··· DATA FOR THIS TASK

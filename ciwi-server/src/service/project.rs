//! Project Service
//!
//! Loads project configs (YAML) into the store and expands pipelines into
//! concrete job executions when triggered.

use std::collections::{BTreeMap, HashMap, HashSet};

use chrono::Utc;
use ciwi_core::domain::job::{JobStepPlanItem, SourceSpec, StepKind};
use ciwi_core::domain::metadata;
use ciwi_core::domain::project::{
    PipelineDetail, PipelineJob, Project, ProjectDetail, ProjectSecretSpec, ProjectSummary,
};
use ciwi_core::dto::job::CreateJobExecution;
use ciwi_core::dto::project::{LoadProjectRequest, TriggerPipelineRequest};
use serde::Deserialize;
use sqlx::SqlitePool;
use thiserror::Error;

use crate::repository::project_repository;
use crate::service::job::{self as job_service, JobError};
use crate::service::secret::{self as secret_service, SecretError, SecretResolver};

/// Service error type
#[derive(Debug, Error)]
pub enum ProjectError {
    #[error("{0} not found")]
    NotFound(String),
    #[error("{0}")]
    Validation(String),
    #[error(transparent)]
    Secret(#[from] SecretError),
    #[error(transparent)]
    Job(#[from] JobError),
    #[error("database error: {0}")]
    Database(#[from] sqlx::Error),
}

// =============================================================================
// Config Schema
// =============================================================================

/// Top level of a project config file
#[derive(Debug, Clone, Default, Deserialize)]
#[serde(default)]
pub struct ProjectConfig {
    pub version: u32,
    pub project: ProjectSection,
    pub pipelines: Vec<PipelineConfig>,
}

#[derive(Debug, Clone, Default, Deserialize)]
#[serde(default)]
pub struct ProjectSection {
    pub name: String,
    pub repo_url: String,
    pub repo_ref: String,
    pub secrets: Vec<ProjectSecretSpec>,
}

#[derive(Debug, Clone, Default, Deserialize)]
#[serde(default)]
pub struct PipelineConfig {
    pub id: String,
    pub source: Option<SourceSpec>,
    pub jobs: Vec<PipelineJob>,
}

/// Parse and validate a project config
pub fn parse_config(yaml: &str) -> Result<ProjectConfig, ProjectError> {
    let config: ProjectConfig = serde_yaml::from_str(yaml)
        .map_err(|e| ProjectError::Validation(format!("invalid project config: {e}")))?;
    validate_config(&config)?;
    Ok(config)
}

fn validate_config(config: &ProjectConfig) -> Result<(), ProjectError> {
    let invalid = |msg: String| Err(ProjectError::Validation(msg));

    if config.version > 1 {
        return invalid(format!("unsupported config version {}", config.version));
    }
    if config.project.name.trim().is_empty() {
        return invalid("project.name is required".to_string());
    }
    if config.project.secrets.iter().any(|s| s.name.trim().is_empty()) {
        return invalid("every secret needs a name".to_string());
    }

    let mut pipeline_ids = HashSet::new();
    for pipeline in &config.pipelines {
        if pipeline.id.trim().is_empty() {
            return invalid("every pipeline needs an id".to_string());
        }
        if !pipeline_ids.insert(pipeline.id.as_str()) {
            return invalid(format!("duplicate pipeline id {}", pipeline.id));
        }

        let mut job_ids: HashSet<&str> = HashSet::new();
        for job in &pipeline.jobs {
            let where_ = format!("{}/{}", pipeline.id, job.id);
            if job.id.trim().is_empty() {
                return invalid(format!("pipeline {}: every job needs an id", pipeline.id));
            }
            if job_ids.contains(job.id.as_str()) {
                return invalid(format!("duplicate job id {where_}"));
            }
            if job.timeout_seconds < 0 {
                return invalid(format!("{where_}: timeout_seconds must be >= 0"));
            }
            if job.steps.is_empty() {
                return invalid(format!("{where_}: at least one step is required"));
            }
            for step in &job.steps {
                if step.kind != StepKind::DryrunSkip && step.run.trim().is_empty() {
                    return invalid(format!("{where_}: step {:?} has no run script", step.name));
                }
                if step.test_report.is_some() && step.test_format.is_none() {
                    return invalid(format!("{where_}: step {:?} needs test_format", step.name));
                }
                if step.coverage_report.is_some() && step.coverage_format.is_none() {
                    return invalid(format!(
                        "{where_}: step {:?} needs coverage_format",
                        step.name
                    ));
                }
            }
            for need in &job.needs {
                if !job_ids.contains(need.as_str()) {
                    return invalid(format!(
                        "{where_}: needs {need}, which must be an earlier job in the pipeline"
                    ));
                }
            }
            if let Some(container) = &job.requires.container
                && container.image.trim().is_empty()
            {
                return invalid(format!("{where_}: requires.container.image is required"));
            }
            job_ids.insert(job.id.as_str());
        }
    }

    Ok(())
}

// =============================================================================
// Load & Read
// =============================================================================

/// Load (or reload) a project from config text
pub async fn load_project(
    pool: &SqlitePool,
    req: LoadProjectRequest,
) -> Result<ProjectDetail, ProjectError> {
    let config = parse_config(&req.config_yaml)?;

    let project = Project {
        name: config.project.name.trim().to_string(),
        repo_url: config.project.repo_url,
        repo_ref: config.project.repo_ref,
        config_file: req.config_file,
        ..Default::default()
    };
    let pipelines: Vec<PipelineDetail> = config
        .pipelines
        .into_iter()
        .map(|p| {
            let source = p.source.unwrap_or_default();
            PipelineDetail {
                pipeline_id: p.id,
                source_repo: source.repo,
                source_ref: source.git_ref,
                jobs: p.jobs,
                ..Default::default()
            }
        })
        .collect();

    let id = project_repository::replace_tree(pool, &project, &pipelines, &config.project.secrets)
        .await?;
    tracing::info!(project = %project.name, pipelines = pipelines.len(), "Project loaded");

    get_project(pool, id).await
}

/// List all projects
pub async fn list_projects(pool: &SqlitePool) -> Result<Vec<ProjectSummary>, ProjectError> {
    Ok(project_repository::list_summaries(pool).await?)
}

/// Get a project by ID with its pipeline tree
pub async fn get_project(pool: &SqlitePool, id: i64) -> Result<ProjectDetail, ProjectError> {
    project_repository::find_detail(pool, id)
        .await?
        .ok_or_else(|| ProjectError::NotFound(format!("project {id}")))
}

// =============================================================================
// Trigger
// =============================================================================

/// One execution a trigger will enqueue
#[derive(Debug, Clone)]
pub struct PlannedExecution {
    pub pipeline_job_id: String,
    pub needs: Vec<String>,
    pub request: CreateJobExecution,
}

/// Trigger a pipeline: expand it and enqueue every execution
///
/// Returns the new execution ids in enqueue order.
pub async fn trigger_pipeline(
    pool: &SqlitePool,
    resolver: &dyn SecretResolver,
    pipeline_db_id: i64,
    req: TriggerPipelineRequest,
) -> Result<Vec<String>, ProjectError> {
    let project_id = project_repository::find_pipeline_project(pool, pipeline_db_id)
        .await?
        .ok_or_else(|| ProjectError::NotFound(format!("pipeline {pipeline_db_id}")))?;
    let detail = get_project(pool, project_id).await?;
    let pipeline = detail
        .pipelines
        .iter()
        .find(|p| p.id == pipeline_db_id)
        .ok_or_else(|| ProjectError::NotFound(format!("pipeline {pipeline_db_id}")))?;

    let secrets = secret_service::resolve_all(pool, resolver, &detail.secrets).await?;

    let run_id = format!("run-{}", Utc::now().timestamp_nanos_opt().unwrap_or_default());
    let planned = expand_pipeline(&detail.project, pipeline, req.source_ref.trim(), &run_id);

    let mut executions_by_job: HashMap<String, Vec<String>> = HashMap::new();
    let mut ids = Vec::with_capacity(planned.len());

    for plan in planned {
        let mut request = plan.request;

        if !plan.needs.is_empty() {
            let needed: Vec<String> = plan
                .needs
                .iter()
                .flat_map(|need| executions_by_job.get(need).cloned().unwrap_or_default())
                .collect();
            request
                .metadata
                .insert(metadata::NEEDS_BLOCKED.to_string(), "1".to_string());
            request
                .metadata
                .insert(metadata::NEEDS_JOB_IDS.to_string(), needed.join(","));
        }

        if !secrets.is_empty() {
            for (name, value) in &secrets {
                request.env.insert(name.clone(), value.clone());
                request.sensitive_values.push(value.clone());
            }
            request
                .metadata
                .insert(metadata::HAS_SECRETS.to_string(), "1".to_string());
        }

        let job = job_service::enqueue(pool, request).await?;
        executions_by_job
            .entry(plan.pipeline_job_id)
            .or_default()
            .push(job.id.clone());
        ids.push(job.id);
    }

    tracing::info!(
        project = %detail.project.name,
        pipeline = %pipeline.pipeline_id,
        run_id = %run_id,
        executions = ids.len(),
        "Pipeline triggered"
    );
    Ok(ids)
}

/// Expand every job of a pipeline into one execution per matrix include
pub fn expand_pipeline(
    project: &Project,
    pipeline: &PipelineDetail,
    source_ref_override: &str,
    run_id: &str,
) -> Vec<PlannedExecution> {
    let repo = first_non_empty(&pipeline.source_repo, &project.repo_url);
    let git_ref = if source_ref_override.is_empty() {
        first_non_empty(&pipeline.source_ref, &project.repo_ref)
    } else {
        source_ref_override
    };
    let source = (!repo.is_empty()).then(|| SourceSpec {
        repo: repo.to_string(),
        git_ref: git_ref.to_string(),
    });

    let mut planned = Vec::new();
    for job in &pipeline.jobs {
        if job.matrix.include.is_empty() {
            planned.push(plan_execution(project, pipeline, job, None, source.clone(), run_id));
        } else {
            for (index, vars) in job.matrix.include.iter().enumerate() {
                planned.push(plan_execution(
                    project,
                    pipeline,
                    job,
                    Some((index, vars)),
                    source.clone(),
                    run_id,
                ));
            }
        }
    }
    planned
}

fn plan_execution(
    project: &Project,
    pipeline: &PipelineDetail,
    job: &PipelineJob,
    matrix: Option<(usize, &BTreeMap<String, String>)>,
    source: Option<SourceSpec>,
    run_id: &str,
) -> PlannedExecution {
    let empty = BTreeMap::new();
    let vars = matrix.map(|(_, vars)| vars).unwrap_or(&empty);

    let mut required: HashMap<String, String> = job
        .runs_on
        .iter()
        .map(|(k, v)| (k.clone(), substitute_matrix(v, vars)))
        .collect();
    for (tool, constraint) in &job.requires.tools {
        required.insert(
            format!("{}{tool}", metadata::TOOL_REQUIREMENT_PREFIX),
            constraint.clone(),
        );
    }

    let mut meta = HashMap::from([
        (metadata::PROJECT_NAME.to_string(), project.name.clone()),
        (metadata::PROJECT_ID.to_string(), project.id.to_string()),
        (metadata::PIPELINE_ID.to_string(), pipeline.pipeline_id.clone()),
        (metadata::PIPELINE_JOB_ID.to_string(), job.id.clone()),
        (metadata::PIPELINE_RUN_ID.to_string(), run_id.to_string()),
    ]);
    if let Some((index, vars)) = matrix {
        meta.insert(metadata::MATRIX_INDEX.to_string(), index.to_string());
        meta.insert(metadata::MATRIX_NAME.to_string(), matrix_name(vars));
    }

    if let Some(container) = &job.requires.container {
        for (tool, constraint) in &container.tools {
            required.insert(
                format!("{}{tool}", metadata::CONTAINER_TOOL_REQUIREMENT_PREFIX),
                constraint.clone(),
            );
        }
        meta.insert(
            metadata::RUNTIME_CONTAINER_IMAGE.to_string(),
            substitute_matrix(&container.image, vars),
        );
        let optional = [
            (metadata::CONTAINER_WORKDIR, container.workdir.clone()),
            (metadata::CONTAINER_USER, container.user.clone()),
            (metadata::CONTAINER_DEVICES, container.devices.join(",")),
            (metadata::CONTAINER_GROUPS, container.groups.join(",")),
        ];
        for (key, value) in optional {
            if !value.is_empty() {
                meta.insert(key.to_string(), value);
            }
        }
    }

    let step_plan = job
        .steps
        .iter()
        .enumerate()
        .map(|(i, step)| JobStepPlanItem {
            name: if step.name.trim().is_empty() {
                format!("step {}", i + 1)
            } else {
                substitute_matrix(&step.name, vars)
            },
            script: substitute_matrix(&step.run, vars),
            env: step
                .env
                .iter()
                .map(|(k, v)| (k.clone(), substitute_matrix(v, vars)))
                .collect(),
            kind: step.kind,
            test_report_path: step.test_report.as_deref().map(|p| substitute_matrix(p, vars)),
            test_report_format: step.test_format,
            coverage_report_path: step
                .coverage_report
                .as_deref()
                .map(|p| substitute_matrix(p, vars)),
            coverage_report_format: step.coverage_format,
        })
        .collect();

    PlannedExecution {
        pipeline_job_id: job.id.clone(),
        needs: job.needs.clone(),
        request: CreateJobExecution {
            script: String::new(),
            step_plan,
            env: HashMap::new(),
            required_capabilities: required,
            timeout_seconds: job.timeout_seconds,
            source,
            artifact_globs: job
                .artifacts
                .iter()
                .map(|g| substitute_matrix(g, vars))
                .collect(),
            caches: job.caches.clone(),
            metadata: meta,
            sensitive_values: Vec::new(),
        },
    }
}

······

- **TASK DESCRIPTION**
Beginning with the opening line above, retype the records exactly through the line with "use crate::repository::project_repository;", both ends included.

- **TASK ANSWER**
filename ciwi-server/src/service/project.rs
//! Project Service
//!
//! Loads project configs (YAML) into the store and expands pipelines into
//! concrete job executions when triggered.

use std::collections::{BTreeMap, HashMap, HashSet};

use chrono::Utc;
use ciwi_core::domain::job::{JobStepPlanItem, SourceSpec, StepKind};
use ciwi_core::domain::metadata;
use ciwi_core::domain::project::{
    PipelineDetail, PipelineJob, Project, ProjectDetail, ProjectSecretSpec, ProjectSummary,
};
use ciwi_core::dto::job::CreateJobExecution;
use ciwi_core::dto::project::{LoadProjectRequest, TriggerPipelineRequest};
use serde::Deserialize;
use sqlx::SqlitePool;
use thiserror::Error;

use crate::repository::project_repository;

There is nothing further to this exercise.